The task -> Do any lines in the data below contain "Deserialize"? If so, copy every one of them.

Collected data
━━━

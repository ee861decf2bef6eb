//! Files excluded from generation

use super::CodegenError;
use serde::Deserialize;
use std::collections::HashSet;
use std::path::Path;

/// Set of file basenames the generator never rewrites
#[derive(Debug, Clone, Default, PartialEq, Eq)]
pub struct IgnoreList {
    names: HashSet<String>,
}

/// The part of a Jest config we care about
#[derive(Debug, Deserialize)]
#[serde(rename_all = "camelCase")]
struct JestConfig {
    #[serde(default)]
    test_path_ignore_patterns: Vec<String>,
}

impl IgnoreList {
    pub fn new() -> Self {
        Self::default()
    }

    /// Build from paths or patterns; only the last path segment is kept
    pub fn from_patterns<I, S>(patterns: I) -> Self
    where
        I: IntoIterator<Item = S>,
        S: AsRef<str>,
    {
        let mut list = Self::new();
        list.extend(patterns);
        list
    }

    pub fn extend<I, S>(&mut self, patterns: I)
    where
        I: IntoIterator<Item = S>,
        S: AsRef<str>,
    {
        for pattern in patterns {
            if let Some(name) = basename(pattern.as_ref()) {
                self.names.insert(name.to_string());
            }
        }
    }

    /// Read `testPathIgnorePatterns` from a Jest config file
    pub async fn load_jest_config(path: &Path) -> Result<Self, CodegenError> {
        let content = tokio::fs::read_to_string(path)
            .await
            .map_err(|source| CodegenError::io(path, source))?;
        Self::parse_jest_config(&content).map_err(|source| CodegenError::JestConfig {
            path: path.to_path_buf(),
            source,
        })
    }

    fn parse_jest_config(content: &str) -> Result<Self, serde_json::Error> {
        let config: JestConfig = serde_json::from_str(content)?;
        Ok(Self::from_patterns(config.test_path_ignore_patterns))
    }

    pub fn names(&self) -> impl Iterator<Item = &str> {
        self.names.iter().map(String::as_str)
    }

    pub fn contains(&self, file_name: &str) -> bool {
        self.names.contains(file_name)
    }

    pub fn len(&self) -> usize {
        self.names.len()
    }

    pub fn is_empty(&self) -> bool {
        self.names.is_empty()
    }
}

fn basename(pattern: &str) -> Option<&str> {
    pattern.rsplit('/').next().filter(|name| !name.is_empty())
}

━━━

Output ->
use serde::Deserialize;
#[derive(Debug, Deserialize)]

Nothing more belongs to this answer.